Prompt:
Your answer should be every line from the records that contains "outcome".

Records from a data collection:
[Start of Attachment]

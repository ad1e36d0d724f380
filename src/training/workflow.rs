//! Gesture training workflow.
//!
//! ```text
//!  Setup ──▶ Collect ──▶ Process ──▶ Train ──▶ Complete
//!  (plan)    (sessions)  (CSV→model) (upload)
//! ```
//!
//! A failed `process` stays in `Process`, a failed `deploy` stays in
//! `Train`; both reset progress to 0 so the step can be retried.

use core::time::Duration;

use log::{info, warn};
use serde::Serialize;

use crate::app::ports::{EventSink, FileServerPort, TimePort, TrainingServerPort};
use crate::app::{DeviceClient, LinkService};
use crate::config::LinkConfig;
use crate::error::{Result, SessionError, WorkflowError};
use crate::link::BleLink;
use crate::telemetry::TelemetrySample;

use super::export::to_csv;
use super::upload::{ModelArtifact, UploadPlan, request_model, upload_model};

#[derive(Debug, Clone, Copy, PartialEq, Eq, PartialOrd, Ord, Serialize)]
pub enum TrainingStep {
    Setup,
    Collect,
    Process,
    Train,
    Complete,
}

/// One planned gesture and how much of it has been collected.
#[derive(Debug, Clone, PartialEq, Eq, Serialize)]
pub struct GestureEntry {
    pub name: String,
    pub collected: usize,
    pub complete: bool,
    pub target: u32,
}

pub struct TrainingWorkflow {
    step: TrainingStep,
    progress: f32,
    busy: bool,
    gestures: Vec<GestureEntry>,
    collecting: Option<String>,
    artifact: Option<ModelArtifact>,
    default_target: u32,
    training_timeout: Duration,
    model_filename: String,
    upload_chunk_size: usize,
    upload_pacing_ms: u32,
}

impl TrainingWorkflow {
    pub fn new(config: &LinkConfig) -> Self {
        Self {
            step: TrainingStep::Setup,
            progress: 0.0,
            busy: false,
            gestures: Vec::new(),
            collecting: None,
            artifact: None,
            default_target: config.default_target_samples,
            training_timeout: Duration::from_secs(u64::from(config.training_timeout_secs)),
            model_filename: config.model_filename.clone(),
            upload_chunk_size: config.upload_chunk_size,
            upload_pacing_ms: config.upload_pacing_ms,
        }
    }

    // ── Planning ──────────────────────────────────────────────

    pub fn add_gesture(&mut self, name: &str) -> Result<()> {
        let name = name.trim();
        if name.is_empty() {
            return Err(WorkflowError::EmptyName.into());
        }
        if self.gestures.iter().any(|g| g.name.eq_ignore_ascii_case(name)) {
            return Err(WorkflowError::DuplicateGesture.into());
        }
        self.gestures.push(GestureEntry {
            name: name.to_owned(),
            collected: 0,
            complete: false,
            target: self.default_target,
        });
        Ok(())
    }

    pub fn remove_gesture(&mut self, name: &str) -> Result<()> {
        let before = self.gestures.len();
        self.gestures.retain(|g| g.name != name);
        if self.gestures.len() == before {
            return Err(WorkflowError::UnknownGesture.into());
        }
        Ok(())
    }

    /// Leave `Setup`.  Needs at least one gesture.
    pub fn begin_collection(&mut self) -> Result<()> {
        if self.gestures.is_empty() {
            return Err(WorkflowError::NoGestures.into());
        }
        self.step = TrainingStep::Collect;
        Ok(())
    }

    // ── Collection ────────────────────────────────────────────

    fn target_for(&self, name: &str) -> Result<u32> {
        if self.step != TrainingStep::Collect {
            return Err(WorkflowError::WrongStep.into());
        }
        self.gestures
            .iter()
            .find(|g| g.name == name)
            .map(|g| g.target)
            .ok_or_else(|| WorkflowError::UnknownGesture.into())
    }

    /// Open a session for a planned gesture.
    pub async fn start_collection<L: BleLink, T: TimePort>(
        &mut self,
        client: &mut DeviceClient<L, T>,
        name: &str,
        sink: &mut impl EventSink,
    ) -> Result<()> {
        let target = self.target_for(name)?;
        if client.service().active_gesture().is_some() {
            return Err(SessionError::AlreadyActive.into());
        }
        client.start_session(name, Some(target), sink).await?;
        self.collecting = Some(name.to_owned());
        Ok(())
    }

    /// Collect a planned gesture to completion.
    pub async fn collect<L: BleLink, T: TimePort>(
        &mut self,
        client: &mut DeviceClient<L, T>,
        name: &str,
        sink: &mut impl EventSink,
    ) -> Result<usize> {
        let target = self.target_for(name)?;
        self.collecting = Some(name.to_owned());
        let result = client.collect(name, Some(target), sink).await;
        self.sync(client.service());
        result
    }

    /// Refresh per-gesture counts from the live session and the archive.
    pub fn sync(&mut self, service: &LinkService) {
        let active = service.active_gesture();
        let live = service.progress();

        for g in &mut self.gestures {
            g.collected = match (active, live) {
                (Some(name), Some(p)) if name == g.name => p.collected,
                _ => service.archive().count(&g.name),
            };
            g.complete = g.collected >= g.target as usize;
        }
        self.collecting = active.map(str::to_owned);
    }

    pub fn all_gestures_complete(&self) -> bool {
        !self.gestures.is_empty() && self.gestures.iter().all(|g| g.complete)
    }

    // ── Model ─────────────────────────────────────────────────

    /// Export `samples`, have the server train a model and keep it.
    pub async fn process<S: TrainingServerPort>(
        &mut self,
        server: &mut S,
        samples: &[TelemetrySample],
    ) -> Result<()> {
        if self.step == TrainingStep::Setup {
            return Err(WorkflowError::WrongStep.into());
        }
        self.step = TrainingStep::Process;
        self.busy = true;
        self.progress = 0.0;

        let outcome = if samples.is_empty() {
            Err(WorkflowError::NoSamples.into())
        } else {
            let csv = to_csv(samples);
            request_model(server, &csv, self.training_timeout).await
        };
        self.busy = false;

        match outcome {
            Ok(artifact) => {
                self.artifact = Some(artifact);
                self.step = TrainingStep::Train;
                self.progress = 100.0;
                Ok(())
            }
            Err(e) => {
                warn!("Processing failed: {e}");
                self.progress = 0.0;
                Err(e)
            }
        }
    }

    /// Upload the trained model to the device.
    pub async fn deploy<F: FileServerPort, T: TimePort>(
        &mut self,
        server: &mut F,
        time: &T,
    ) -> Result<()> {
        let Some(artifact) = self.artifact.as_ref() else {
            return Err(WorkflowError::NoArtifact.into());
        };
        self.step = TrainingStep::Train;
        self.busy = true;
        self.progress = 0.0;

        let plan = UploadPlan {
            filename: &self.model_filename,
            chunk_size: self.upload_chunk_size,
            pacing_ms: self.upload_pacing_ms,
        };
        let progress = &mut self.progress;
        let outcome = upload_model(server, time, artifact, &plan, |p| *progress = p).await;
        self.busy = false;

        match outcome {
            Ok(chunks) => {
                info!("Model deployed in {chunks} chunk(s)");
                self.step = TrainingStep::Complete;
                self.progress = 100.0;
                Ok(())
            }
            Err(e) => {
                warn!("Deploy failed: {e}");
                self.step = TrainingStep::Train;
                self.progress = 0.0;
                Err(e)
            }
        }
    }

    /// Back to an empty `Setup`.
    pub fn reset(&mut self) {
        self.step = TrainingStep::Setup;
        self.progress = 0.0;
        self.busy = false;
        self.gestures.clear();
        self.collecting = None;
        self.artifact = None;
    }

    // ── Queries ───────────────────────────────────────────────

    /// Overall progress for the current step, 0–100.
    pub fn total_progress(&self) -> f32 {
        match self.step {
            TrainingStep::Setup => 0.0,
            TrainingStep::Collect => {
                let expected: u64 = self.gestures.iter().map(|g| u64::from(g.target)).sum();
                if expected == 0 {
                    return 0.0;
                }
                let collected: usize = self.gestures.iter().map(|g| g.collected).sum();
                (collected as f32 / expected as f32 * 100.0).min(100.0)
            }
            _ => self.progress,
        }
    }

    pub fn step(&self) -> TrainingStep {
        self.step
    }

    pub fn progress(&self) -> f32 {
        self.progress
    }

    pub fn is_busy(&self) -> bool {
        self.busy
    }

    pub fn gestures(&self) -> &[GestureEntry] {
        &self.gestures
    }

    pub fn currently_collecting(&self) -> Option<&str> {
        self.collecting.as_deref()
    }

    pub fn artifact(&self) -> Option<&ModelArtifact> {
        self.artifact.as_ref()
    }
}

[End of Attachment]
[Start of Attachment]

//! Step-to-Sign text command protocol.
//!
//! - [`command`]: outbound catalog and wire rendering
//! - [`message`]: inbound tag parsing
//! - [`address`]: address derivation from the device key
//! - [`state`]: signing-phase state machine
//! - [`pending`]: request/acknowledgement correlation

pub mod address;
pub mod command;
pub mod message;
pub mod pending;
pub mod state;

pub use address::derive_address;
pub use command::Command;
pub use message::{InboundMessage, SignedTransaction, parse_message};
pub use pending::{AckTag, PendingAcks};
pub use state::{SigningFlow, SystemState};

[End of Attachment]
[Start of Attachment]

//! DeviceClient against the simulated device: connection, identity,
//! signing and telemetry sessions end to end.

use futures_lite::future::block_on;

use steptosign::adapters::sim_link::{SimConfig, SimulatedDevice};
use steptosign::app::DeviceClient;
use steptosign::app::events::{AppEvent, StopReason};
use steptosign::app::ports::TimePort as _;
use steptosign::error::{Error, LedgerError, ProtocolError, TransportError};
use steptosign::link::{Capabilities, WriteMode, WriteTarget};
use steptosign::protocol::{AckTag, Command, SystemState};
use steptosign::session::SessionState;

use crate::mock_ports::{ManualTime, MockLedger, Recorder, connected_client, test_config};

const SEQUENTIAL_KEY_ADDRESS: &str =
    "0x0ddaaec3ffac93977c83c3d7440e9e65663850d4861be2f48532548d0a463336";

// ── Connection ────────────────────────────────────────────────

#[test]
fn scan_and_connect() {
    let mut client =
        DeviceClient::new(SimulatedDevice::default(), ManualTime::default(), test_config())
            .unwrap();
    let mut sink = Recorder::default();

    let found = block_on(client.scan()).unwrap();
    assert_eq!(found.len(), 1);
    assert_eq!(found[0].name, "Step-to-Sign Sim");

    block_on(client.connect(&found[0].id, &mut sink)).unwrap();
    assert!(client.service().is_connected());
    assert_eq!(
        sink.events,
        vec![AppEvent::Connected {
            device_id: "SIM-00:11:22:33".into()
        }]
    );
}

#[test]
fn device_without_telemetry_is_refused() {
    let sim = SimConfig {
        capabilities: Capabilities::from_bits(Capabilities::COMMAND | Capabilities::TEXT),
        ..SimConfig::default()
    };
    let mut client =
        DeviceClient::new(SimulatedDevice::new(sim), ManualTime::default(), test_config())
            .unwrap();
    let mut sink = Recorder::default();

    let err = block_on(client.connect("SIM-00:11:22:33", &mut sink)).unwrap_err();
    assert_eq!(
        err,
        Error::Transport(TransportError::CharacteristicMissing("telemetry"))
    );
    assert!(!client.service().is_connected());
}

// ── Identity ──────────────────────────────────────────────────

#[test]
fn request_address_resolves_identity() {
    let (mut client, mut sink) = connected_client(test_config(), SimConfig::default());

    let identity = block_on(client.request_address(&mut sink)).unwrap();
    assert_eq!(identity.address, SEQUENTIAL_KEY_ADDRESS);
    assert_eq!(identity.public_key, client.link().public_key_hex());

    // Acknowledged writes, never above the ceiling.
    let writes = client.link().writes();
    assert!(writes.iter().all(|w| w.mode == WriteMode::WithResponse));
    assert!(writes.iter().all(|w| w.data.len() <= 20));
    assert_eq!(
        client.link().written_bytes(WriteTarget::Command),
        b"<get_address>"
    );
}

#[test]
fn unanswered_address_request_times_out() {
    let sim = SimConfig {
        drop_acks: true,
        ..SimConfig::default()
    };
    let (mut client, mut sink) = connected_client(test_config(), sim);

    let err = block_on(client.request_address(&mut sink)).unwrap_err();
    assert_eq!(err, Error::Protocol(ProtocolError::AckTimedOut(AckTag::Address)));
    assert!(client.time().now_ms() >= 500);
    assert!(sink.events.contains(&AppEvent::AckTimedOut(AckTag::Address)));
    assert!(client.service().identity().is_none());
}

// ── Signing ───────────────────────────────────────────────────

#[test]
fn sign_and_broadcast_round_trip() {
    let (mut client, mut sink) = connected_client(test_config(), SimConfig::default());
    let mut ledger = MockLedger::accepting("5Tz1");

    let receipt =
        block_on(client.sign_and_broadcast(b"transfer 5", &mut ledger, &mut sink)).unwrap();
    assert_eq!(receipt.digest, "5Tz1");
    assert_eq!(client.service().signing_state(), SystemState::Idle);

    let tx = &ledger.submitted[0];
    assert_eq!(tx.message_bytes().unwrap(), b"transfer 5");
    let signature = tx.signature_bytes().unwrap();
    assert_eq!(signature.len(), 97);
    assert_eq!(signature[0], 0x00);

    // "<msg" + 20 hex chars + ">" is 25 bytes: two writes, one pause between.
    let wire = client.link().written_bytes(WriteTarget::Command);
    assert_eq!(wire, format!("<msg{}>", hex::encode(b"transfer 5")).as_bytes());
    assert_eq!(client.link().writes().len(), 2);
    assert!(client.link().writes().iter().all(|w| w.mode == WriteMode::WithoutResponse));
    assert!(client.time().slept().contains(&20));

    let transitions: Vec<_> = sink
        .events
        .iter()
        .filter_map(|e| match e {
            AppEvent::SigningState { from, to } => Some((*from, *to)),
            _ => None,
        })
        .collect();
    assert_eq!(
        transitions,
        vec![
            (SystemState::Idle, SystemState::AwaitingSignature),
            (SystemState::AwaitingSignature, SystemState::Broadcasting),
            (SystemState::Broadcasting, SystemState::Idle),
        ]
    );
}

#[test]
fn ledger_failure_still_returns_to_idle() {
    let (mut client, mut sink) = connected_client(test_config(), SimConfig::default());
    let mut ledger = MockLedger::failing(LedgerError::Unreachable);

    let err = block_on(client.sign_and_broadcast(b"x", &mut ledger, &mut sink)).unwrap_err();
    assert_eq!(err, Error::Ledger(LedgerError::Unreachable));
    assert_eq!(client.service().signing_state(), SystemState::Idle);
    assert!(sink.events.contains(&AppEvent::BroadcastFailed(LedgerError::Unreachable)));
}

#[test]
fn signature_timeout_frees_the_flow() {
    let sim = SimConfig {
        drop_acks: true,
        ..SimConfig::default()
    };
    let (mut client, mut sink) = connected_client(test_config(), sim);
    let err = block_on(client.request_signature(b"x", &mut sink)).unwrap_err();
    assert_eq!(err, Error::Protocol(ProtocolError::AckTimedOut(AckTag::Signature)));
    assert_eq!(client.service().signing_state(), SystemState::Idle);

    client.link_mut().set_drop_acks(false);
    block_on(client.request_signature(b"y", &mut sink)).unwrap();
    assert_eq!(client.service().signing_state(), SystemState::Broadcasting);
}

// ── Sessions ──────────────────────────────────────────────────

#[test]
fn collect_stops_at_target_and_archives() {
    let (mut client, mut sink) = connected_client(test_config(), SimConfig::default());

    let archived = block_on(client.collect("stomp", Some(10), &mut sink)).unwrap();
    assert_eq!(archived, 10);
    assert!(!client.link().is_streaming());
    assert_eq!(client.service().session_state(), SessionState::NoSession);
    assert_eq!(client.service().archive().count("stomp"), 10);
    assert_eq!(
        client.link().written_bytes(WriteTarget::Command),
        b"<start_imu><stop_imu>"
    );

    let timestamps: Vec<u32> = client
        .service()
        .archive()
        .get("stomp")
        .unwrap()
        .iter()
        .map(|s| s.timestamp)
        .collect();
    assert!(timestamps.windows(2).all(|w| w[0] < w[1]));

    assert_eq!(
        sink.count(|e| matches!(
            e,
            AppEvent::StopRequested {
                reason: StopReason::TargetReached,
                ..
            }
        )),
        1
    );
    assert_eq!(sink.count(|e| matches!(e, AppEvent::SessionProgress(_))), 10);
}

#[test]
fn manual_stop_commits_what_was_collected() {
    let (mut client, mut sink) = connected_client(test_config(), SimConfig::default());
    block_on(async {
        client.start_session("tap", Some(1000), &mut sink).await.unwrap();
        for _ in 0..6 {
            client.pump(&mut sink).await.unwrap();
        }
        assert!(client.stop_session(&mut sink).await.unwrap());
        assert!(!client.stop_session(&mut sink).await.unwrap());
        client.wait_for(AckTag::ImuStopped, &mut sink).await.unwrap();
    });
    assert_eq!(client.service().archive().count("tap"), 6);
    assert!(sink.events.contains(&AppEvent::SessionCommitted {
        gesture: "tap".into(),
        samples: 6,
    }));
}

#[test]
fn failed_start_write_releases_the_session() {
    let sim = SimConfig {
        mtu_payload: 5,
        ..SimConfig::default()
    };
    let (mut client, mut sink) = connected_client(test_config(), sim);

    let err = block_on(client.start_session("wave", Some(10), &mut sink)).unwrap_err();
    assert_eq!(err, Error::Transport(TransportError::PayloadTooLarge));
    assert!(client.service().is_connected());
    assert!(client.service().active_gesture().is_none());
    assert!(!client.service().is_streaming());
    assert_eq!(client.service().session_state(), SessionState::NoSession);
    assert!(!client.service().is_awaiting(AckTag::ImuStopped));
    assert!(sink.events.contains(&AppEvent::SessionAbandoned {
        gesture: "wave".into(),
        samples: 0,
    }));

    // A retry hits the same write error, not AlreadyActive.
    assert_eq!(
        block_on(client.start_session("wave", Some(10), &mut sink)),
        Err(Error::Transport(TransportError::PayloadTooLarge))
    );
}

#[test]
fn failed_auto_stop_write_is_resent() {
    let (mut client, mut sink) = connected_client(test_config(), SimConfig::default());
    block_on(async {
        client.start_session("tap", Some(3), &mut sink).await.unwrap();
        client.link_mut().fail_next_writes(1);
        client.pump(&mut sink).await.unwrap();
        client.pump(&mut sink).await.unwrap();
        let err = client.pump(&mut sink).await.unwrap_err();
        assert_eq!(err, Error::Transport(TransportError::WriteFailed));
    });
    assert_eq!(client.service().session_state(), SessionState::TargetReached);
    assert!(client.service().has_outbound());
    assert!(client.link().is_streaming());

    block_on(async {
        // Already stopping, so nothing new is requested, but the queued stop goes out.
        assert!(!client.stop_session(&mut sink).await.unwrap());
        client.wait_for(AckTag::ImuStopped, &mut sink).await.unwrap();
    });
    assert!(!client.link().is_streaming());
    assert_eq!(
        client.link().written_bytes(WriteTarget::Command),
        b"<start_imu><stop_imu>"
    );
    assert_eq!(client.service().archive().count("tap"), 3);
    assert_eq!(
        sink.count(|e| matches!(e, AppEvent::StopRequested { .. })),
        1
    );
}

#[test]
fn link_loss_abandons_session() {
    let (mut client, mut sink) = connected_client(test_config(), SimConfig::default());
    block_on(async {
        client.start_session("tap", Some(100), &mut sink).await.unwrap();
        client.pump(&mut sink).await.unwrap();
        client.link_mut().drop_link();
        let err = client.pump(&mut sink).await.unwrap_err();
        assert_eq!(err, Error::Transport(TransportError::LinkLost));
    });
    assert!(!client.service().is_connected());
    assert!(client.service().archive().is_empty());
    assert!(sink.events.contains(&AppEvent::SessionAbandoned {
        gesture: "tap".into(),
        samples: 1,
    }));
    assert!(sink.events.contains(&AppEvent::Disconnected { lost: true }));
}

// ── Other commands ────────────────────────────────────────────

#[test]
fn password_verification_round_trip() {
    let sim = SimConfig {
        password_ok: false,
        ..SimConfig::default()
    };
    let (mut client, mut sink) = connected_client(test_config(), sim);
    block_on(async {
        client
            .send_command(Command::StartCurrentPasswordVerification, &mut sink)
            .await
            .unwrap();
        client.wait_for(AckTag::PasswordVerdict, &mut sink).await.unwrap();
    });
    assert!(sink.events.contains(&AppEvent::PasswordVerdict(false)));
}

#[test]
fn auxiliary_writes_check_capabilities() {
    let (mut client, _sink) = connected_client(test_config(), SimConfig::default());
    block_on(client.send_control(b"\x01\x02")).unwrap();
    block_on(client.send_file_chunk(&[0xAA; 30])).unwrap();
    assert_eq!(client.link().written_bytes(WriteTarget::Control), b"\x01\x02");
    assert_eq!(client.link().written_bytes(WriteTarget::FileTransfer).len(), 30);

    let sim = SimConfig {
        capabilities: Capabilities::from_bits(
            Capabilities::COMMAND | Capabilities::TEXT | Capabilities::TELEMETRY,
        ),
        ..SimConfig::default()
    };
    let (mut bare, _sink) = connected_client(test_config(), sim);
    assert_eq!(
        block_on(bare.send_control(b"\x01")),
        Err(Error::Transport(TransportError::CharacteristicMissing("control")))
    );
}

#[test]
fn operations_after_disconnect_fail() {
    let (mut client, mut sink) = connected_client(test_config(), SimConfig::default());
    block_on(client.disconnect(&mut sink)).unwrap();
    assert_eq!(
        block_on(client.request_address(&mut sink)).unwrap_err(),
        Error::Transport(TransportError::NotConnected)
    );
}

[End of Attachment]

Answer to this task:
        let outcome = if samples.is_empty() {
        match outcome {
        let outcome = upload_model(server, time, artifact, &plan, |p| *progress = p).await;
        match outcome {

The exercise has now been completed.